▶ Problem requirements
Go through the data and copy each line where the word "contains" shows up.

▶ Data provided
*****

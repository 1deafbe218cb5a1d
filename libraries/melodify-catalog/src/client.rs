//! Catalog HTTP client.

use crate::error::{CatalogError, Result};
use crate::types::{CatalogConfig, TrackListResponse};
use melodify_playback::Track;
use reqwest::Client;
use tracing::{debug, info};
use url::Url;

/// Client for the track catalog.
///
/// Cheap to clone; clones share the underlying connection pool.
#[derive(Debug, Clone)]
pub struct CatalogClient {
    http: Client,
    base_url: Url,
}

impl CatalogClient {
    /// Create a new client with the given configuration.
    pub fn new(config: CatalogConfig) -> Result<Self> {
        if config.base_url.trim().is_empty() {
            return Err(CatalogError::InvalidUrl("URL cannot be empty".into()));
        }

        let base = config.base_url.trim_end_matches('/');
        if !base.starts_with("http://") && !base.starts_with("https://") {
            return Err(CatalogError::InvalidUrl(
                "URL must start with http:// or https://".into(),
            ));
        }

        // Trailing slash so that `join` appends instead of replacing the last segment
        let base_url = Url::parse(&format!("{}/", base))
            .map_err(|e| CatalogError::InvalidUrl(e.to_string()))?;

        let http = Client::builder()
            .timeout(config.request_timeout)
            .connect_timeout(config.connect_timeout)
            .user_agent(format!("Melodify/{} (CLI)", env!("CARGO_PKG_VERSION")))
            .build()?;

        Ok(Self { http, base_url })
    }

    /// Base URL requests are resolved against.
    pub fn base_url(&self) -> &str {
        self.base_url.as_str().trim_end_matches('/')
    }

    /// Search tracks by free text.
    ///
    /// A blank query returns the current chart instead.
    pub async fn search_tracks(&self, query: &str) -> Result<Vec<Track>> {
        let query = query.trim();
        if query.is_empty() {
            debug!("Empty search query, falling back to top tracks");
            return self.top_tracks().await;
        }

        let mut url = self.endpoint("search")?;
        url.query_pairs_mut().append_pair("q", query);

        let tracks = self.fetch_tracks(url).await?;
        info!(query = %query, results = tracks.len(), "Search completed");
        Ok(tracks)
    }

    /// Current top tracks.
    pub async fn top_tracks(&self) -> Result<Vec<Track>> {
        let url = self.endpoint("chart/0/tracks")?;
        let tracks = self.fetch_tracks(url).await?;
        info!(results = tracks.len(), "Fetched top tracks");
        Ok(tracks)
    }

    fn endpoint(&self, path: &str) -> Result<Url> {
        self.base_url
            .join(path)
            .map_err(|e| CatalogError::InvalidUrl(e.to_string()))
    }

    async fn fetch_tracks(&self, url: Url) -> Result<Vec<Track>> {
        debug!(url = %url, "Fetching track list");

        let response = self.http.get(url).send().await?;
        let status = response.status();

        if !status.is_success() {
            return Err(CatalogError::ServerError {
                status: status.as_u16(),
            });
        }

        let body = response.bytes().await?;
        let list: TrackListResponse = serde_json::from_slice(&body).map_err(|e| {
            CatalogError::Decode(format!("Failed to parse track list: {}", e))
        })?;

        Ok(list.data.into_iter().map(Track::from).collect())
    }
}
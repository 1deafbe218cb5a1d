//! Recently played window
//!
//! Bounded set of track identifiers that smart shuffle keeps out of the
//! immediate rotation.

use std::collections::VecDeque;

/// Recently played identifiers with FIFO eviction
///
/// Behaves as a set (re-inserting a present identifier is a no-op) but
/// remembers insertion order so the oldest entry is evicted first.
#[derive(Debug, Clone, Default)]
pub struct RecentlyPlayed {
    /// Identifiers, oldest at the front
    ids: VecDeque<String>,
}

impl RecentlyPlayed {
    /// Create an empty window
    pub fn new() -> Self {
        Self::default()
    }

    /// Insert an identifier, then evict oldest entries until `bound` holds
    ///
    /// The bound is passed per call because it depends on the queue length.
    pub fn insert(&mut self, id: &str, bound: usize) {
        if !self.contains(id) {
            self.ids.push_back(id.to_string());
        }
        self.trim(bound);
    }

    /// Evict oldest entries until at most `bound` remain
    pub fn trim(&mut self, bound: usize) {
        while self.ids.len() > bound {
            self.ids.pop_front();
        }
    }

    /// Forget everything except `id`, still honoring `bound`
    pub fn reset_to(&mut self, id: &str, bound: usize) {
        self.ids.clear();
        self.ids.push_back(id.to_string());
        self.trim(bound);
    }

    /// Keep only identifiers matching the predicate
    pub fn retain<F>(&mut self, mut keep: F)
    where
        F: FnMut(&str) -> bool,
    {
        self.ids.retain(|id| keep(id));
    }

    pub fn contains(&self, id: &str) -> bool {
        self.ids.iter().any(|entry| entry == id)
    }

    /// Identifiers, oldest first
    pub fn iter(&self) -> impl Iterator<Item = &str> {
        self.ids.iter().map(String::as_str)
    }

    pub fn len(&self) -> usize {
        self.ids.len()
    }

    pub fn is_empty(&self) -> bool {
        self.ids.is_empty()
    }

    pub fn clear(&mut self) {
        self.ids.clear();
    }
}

*****

▶ Your response
        if !self.contains(id) {
    pub fn contains(&self, id: &str) -> bool {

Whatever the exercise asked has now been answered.